私の記憶がないだけなのかもしれませんが、0歳時に本を読んでもらったかの記憶はありません。
母は読んでくれていたと申しておりました。
後から振り返って記憶があるものか分からないようなことが、とても大切なことだと最近知り驚きました。
0歳児からの本の読み聞かせは「読む」というよりかは読み手(大人)と一緒に過ごす時間に意味があるそうです。
このことを知ったときは、人は心と心の繋がりが成長に大きく影響すると感じました。
言葉が持つ単純な音だけでなく、言葉にきちんと心がのせられた音のパワーはすごい力です。
エピソードのひとつに生後4か月のお子様がお昼も夜も眠ってくれずにいたところ、絵本を子守唄のように読むと寝てくれてお母様もホッとされたことがあるそうです。
現在はスマートフォンからカラフルな画像やユーモアのあるメロディーがすぐに出る時代で、お子さんとスマートフォンだけでも一時的な子守りとしては成り立つ時代になりました。

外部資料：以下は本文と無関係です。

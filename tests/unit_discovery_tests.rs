mod common;

use common::{BASIC_CONFIG, TestSuite};
use lit_runner::core::discovery::{Discovery, LocalConfig};
use lit_runner::core::error::ConfigError;
use lit_runner::infra::fs::display_relative;
use std::path::PathBuf;
use std::time::Duration;
use walkdir::WalkDir;

fn names(discovery: &Discovery<'_>) -> Vec<String> {
    discovery
        .iter()
        .map(|t| display_relative(&t.unwrap().relative_path))
        .collect()
}

fn populate(suite: &TestSuite) {
    for file in [
        "b.test",
        "a.test",
        "a/z.test",
        "a/m.test",
        "a/notes.txt",
        "c/d/e.test",
        "Inputs/helper.test",
        ".hidden/x.test",
        ".dot.test",
    ] {
        suite.write(file, "# RUN: true\n");
    }
}

#[test]
fn walk_is_sorted_and_filtered() {
    let suite = TestSuite::new();
    populate(&suite);
    let config = suite.config(&format!("{BASIC_CONFIG}\nexcludes = [\"Inputs\"]"));
    let discovery = Discovery::new(&config);
    assert_eq!(
        names(&discovery),
        vec!["a/m.test", "a/z.test", "a.test", "b.test", "c/d/e.test"]
    );
}

#[test]
fn order_matches_a_sorted_reference_walk() {
    let suite = TestSuite::new();
    populate(&suite);
    let config = suite.config(BASIC_CONFIG);

    let expected: Vec<String> = WalkDir::new(&config.source_root)
        .sort_by_file_name()
        .into_iter()
        .filter_entry(|e| e.depth() == 0 || !e.file_name().to_string_lossy().starts_with('.'))
        .filter_map(Result::ok)
        .filter(|e| e.file_type().is_file())
        .filter(|e| e.path().extension().is_some_and(|ext| ext == "test"))
        .map(|e| display_relative(e.path().strip_prefix(&config.source_root).unwrap()))
        .collect();

    assert_eq!(names(&Discovery::new(&config)), expected);
}

#[test]
fn discovery_is_restartable() {
    let suite = TestSuite::new();
    populate(&suite);
    let config = suite.config(BASIC_CONFIG);
    let discovery = Discovery::new(&config);
    assert_eq!(names(&discovery), names(&discovery));
}

#[test]
fn local_config_scopes_only_its_subtree() {
    let suite = TestSuite::new();
    suite.write("top.test", "# RUN: true\n");
    suite.write("top.ll", "; RUN: true\n");
    suite.write("llvm/a.ll", "; RUN: true\n");
    suite.write("llvm/a.test", "# RUN: true\n");
    suite.write("llvm/skip/b.ll", "; RUN: true\n");
    suite.write(
        "llvm/lit.local.toml",
        "suffixes = [\".ll\"]\nexcludes = [\"skip\"]\ntimeout_secs = 7\n",
    );
    suite.write("slow/c.test", "# RUN: true\n");
    suite.write("slow/lit.local.toml", "unsupported = true\n");

    let config = suite.config(BASIC_CONFIG);
    let tests: Vec<_> = Discovery::new(&config).iter().map(Result::unwrap).collect();
    let found: Vec<_> = tests.iter().map(|t| display_relative(&t.relative_path)).collect();
    assert_eq!(found, vec!["llvm/a.ll", "slow/c.test", "top.test"]);

    assert_eq!(tests[0].scope.timeout, Some(Duration::from_secs(7)));
    assert!(!tests[0].scope.unsupported);
    assert!(tests[1].scope.unsupported);
    assert_eq!(tests[2].scope.timeout, None);
}

#[test]
fn malformed_local_config_is_reported() {
    let suite = TestSuite::new();
    suite.write("sub/a.test", "# RUN: true\n");
    suite.write("sub/lit.local.toml", "suffixes = 3\n");
    let config = suite.config(BASIC_CONFIG);
    let results: Vec<_> = Discovery::new(&config).iter().collect();
    assert!(results
        .iter()
        .any(|r| matches!(r, Err(ConfigError::Parse { .. }))));
}

#[test]
fn local_config_load() {
    let suite = TestSuite::new();
    assert_eq!(LocalConfig::load(&suite.root()).unwrap(), None);
    suite.write("lit.local.toml", "excludes = [\"x\"]\n");
    let local = LocalConfig::load(&suite.root()).unwrap().unwrap();
    assert_eq!(local.excludes, Some(vec!["x".to_string()]));
}

#[test]
fn explicit_paths_restrict_the_walk() {
    let suite = TestSuite::new();
    populate(&suite);
    let config = suite.config(BASIC_CONFIG);

    let dir = Discovery::with_paths(&config, &[suite.root().join("a")]).unwrap();
    assert_eq!(names(&dir), vec!["a/m.test", "a/z.test"]);

    // A named file runs even when its suffix is not configured.
    let file = Discovery::with_paths(&config, &[suite.root().join("a/notes.txt")]).unwrap();
    assert_eq!(names(&file), vec!["a/notes.txt"]);
}

#[test]
fn explicit_paths_must_exist_inside_the_source_root() {
    let suite = TestSuite::new();
    suite.mkdir("tests");
    suite.write("outside.test", "# RUN: true\n");
    let config = suite.config(&format!("source_root = \"tests\"\n{BASIC_CONFIG}"));

    let missing = Discovery::with_paths(&config, &[PathBuf::from("/definitely/not/here")]);
    assert!(matches!(missing, Err(ConfigError::MissingTestPath(_))));

    let outside = Discovery::with_paths(&config, &[suite.root().join("outside.test")]);
    assert!(matches!(outside, Err(ConfigError::OutsideSourceRoot(_))));
}
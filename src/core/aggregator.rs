//! # Result Aggregator / 结果聚合器
//!
//! The single consumer of the result channel. Keeps running counts while
//! results arrive in completion order and produces the final [`RunSummary`]
//! in discovery order.
//!
//! 结果通道的唯一消费者。在结果按完成顺序到达时维护计数，
//! 并按发现顺序生成最终的 [`RunSummary`]。

use serde::Serialize;
use std::collections::BTreeMap;
use std::time::Duration;
use tokio::sync::mpsc;
use tokio_stream::StreamExt;
use tokio_stream::wrappers::UnboundedReceiverStream;

use crate::core::models::{ExecutionResult, Outcome};

/// Exit code of a run where nothing failed.
pub const EXIT_SUCCESS: u8 = 0;
/// Exit code of a run with failures or an interruption.
pub const EXIT_FAILURE: u8 = 1;

/// Accumulates results as they arrive.
#[derive(Debug, Default)]
pub struct Aggregator {
    results: Vec<ExecutionResult>,
    counts: BTreeMap<Outcome, usize>,
}

impl Aggregator {
    pub fn new() -> Self {
        Self::default()
    }

    pub fn record(&mut self, result: ExecutionResult) {
        *self.counts.entry(result.outcome).or_default() += 1;
        self.results.push(result);
    }

    /// Running count for `outcome`.
    pub fn count(&self, outcome: Outcome) -> usize {
        self.counts.get(&outcome).copied().unwrap_or(0)
    }

    pub fn recorded(&self) -> usize {
        self.results.len()
    }

    /// Drains `rx` until every sender is gone, calling `on_result` for each
    /// result before it is recorded.
    pub async fn collect<F>(rx: mpsc::UnboundedReceiver<ExecutionResult>, mut on_result: F) -> Self
    where
        F: FnMut(&ExecutionResult),
    {
        let mut aggregator = Self::new();
        let mut stream = UnboundedReceiverStream::new(rx);
        while let Some(result) = stream.next().await {
            on_result(&result);
            aggregator.record(result);
        }
        aggregator
    }

    pub fn finish(self, not_run: usize, interrupted: bool, elapsed: Duration) -> RunSummary {
        RunSummary::from_results(self.results, not_run, interrupted, elapsed)
    }
}

/// The result of a whole run.
/// 整个运行的结果。
#[derive(Debug, Clone, Serialize)]
pub struct RunSummary {
    /// One entry per executed test, in discovery order.
    pub results: Vec<ExecutionResult>,
    pub counts: BTreeMap<Outcome, usize>,
    /// Tests that never started because the run was interrupted.
    pub not_run: usize,
    pub interrupted: bool,
    #[serde(serialize_with = "serialize_secs")]
    pub elapsed: Duration,
}

impl RunSummary {
    pub fn from_results(
        mut results: Vec<ExecutionResult>,
        not_run: usize,
        interrupted: bool,
        elapsed: Duration,
    ) -> Self {
        results.sort_by_key(|r| r.index);
        let mut counts = BTreeMap::new();
        for result in &results {
            *counts.entry(result.outcome).or_default() += 1;
        }
        Self {
            results,
            counts,
            not_run,
            interrupted,
            elapsed,
        }
    }

    pub fn count(&self, outcome: Outcome) -> usize {
        self.counts.get(&outcome).copied().unwrap_or(0)
    }

    pub fn total(&self) -> usize {
        self.results.len()
    }

    /// Whether any result counts as a failure.
    pub fn has_failures(&self) -> bool {
        self.results.iter().any(|r| r.outcome.is_failure())
    }

    /// Results that make the run fail, in discovery order.
    pub fn failures(&self) -> impl Iterator<Item = &ExecutionResult> {
        self.results.iter().filter(|r| r.outcome.is_failure())
    }

    /// Non-zero iff some test failed or the run was interrupted.
    pub fn exit_code(&self) -> u8 {
        if self.interrupted || self.has_failures() {
            EXIT_FAILURE
        } else {
            EXIT_SUCCESS
        }
    }
}

fn serialize_secs<S: serde::Serializer>(duration: &Duration, serializer: S) -> Result<S::Ok, S::Error> {
    serializer.serialize_f64(duration.as_secs_f64())
}
//! # Console Reporting Module / 控制台报告模块
//!
//! This module prints results to the console with color coding and
//! internationalization support.
//!
//! 此模块在控制台打印结果，支持颜色编码和国际化。

use colored::*;

use crate::core::aggregator::RunSummary;
use crate::core::models::{ExecutionResult, Outcome};
use crate::infra::t;

/// Formats the line printed for one result, without color.
///
/// ```text
/// PASS: basic/echo.test (0.12s)
/// UNSUPPORTED: arm/only-arm.test (0.00s)
/// ```
pub fn format_result_line(result: &ExecutionResult) -> String {
    format!(
        "{}: {} ({:.2}s)",
        result.outcome.label(),
        result.name,
        result.elapsed.as_secs_f64()
    )
}

fn colorize(outcome: Outcome, text: &str) -> ColoredString {
    match outcome {
        Outcome::Pass => text.green(),
        Outcome::ExpectedFail => text.yellow(),
        Outcome::Unsupported => text.dimmed(),
        Outcome::Fail | Outcome::UnexpectedPass | Outcome::Timeout | Outcome::Error => {
            text.red().bold()
        }
    }
}

/// Prints the line for one result as it arrives.
/// 在结果到达时打印其对应的行。
pub fn print_result_line(result: &ExecutionResult) {
    let label = colorize(result.outcome, result.outcome.label());
    println!(
        "{}: {} ({:.2}s)",
        label,
        result.name,
        result.elapsed.as_secs_f64()
    );
}

/// Formats the one-line tally printed at the end of a run. Outcomes that
/// never occurred are left out.
///
/// 格式化运行结束时打印的单行统计。未出现的结果类别会被省略。
pub fn format_summary_line(summary: &RunSummary, locale: &str) -> String {
    let mut parts: Vec<String> = Outcome::ALL
        .iter()
        .filter(|outcome| summary.count(**outcome) > 0)
        .map(|outcome| format!("{}: {}", outcome.status_str(locale), summary.count(*outcome)))
        .collect();
    if summary.not_run > 0 {
        parts.push(t!("summary.not_run", locale = locale, count = summary.not_run).to_string());
    }
    let secs = format!("{:.2}", summary.elapsed.as_secs_f64());
    let counts = parts.join(", ");
    t!(
        "summary.line",
        locale = locale,
        total = summary.total(),
        secs = secs,
        counts = counts
    )
    .to_string()
}

/// Prints the final summary of a run.
///
/// # Output Format / 输出格式
/// ```text
/// --- Test Summary ---
///   Passed: 12, Failed: 1, Unsupported: 3
/// Testing Time: 1.52s, 16 tests
/// ```
pub fn print_summary(summary: &RunSummary, locale: &str) {
    println!("\n{}", t!("summary.banner", locale = locale).bold());
    let line = format_summary_line(summary, locale);
    if summary.exit_code() == 0 {
        println!("{}", line.green());
    } else {
        println!("{}", line.red());
    }
    if summary.interrupted {
        println!("{}", t!("summary.interrupted", locale = locale).yellow().bold());
    }
}

/// Prints the command log and captured output of every failing test.
///
/// 打印每个失败测试的命令日志和捕获的输出。
pub fn print_failure_details(summary: &RunSummary, locale: &str) {
    let failures: Vec<_> = summary.failures().collect();
    if failures.is_empty() {
        return;
    }

    println!("\n{}", t!("failure.banner", locale = locale).red().bold());
    println!("{}", "-".repeat(80));

    for (i, result) in failures.iter().enumerate() {
        println!(
            "[{}/{}] {} '{}'",
            i + 1,
            failures.len(),
            colorize(result.outcome, result.outcome.label()),
            result.name.cyan()
        );
        if let Some(message) = &result.message {
            println!("  {message}");
        }
        for command in &result.commands {
            let code = command
                .exit_code
                .map_or_else(|| "-".to_string(), |c| c.to_string());
            println!("  {} {} [{}]", "$".blue(), command.command, code);
        }
        if !result.stdout.trim().is_empty() {
            println!(
                "\n--- {} ---\n{}",
                t!("failure.stdout", locale = locale).yellow(),
                result.stdout.trim_end()
            );
        }
        if !result.stderr.trim().is_empty() {
            println!(
                "\n--- {} ---\n{}",
                t!("failure.stderr", locale = locale).yellow(),
                result.stderr.trim_end()
            );
        }
        println!("\n{}", "-".repeat(80));
    }
}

しかしながら絵本の読み聞かせは傍に読み手がいないと成立しないので、それだけに親子の絆が生まれるのだと思います。
先日、当院にいらした診察中のママをパパと3歳くらいのおんなのこのお子様が絵本を読みながら楽しく会話されていたのが、なんともいえずに可愛らしくて微笑んでしまいました。
本にいっぱいに描かれた30種類ぐらいのパンを指さして、
「パパはどのパンがいい?」
と女の子が質問すると
「パパは天狗パンとだるまパンがいいな」
とパパが答えます。
絵本の中のパンを両手ですくってパパに差し上げるしぐさが何とも言えずかわいらしかったです。
「パパはい、どーぞ。」
たまに
「このパンはダメー」
と言って本当に怒るしぐさもまたたまらなくかわいらしかったです。
無意識に想像力までも鍛えているのだなあ、、、としみじみしました。
電子書式も主流の現在、デジタルな時代も味わいつつ紙媒体の本のある生活や電話も私は個人的には好きです。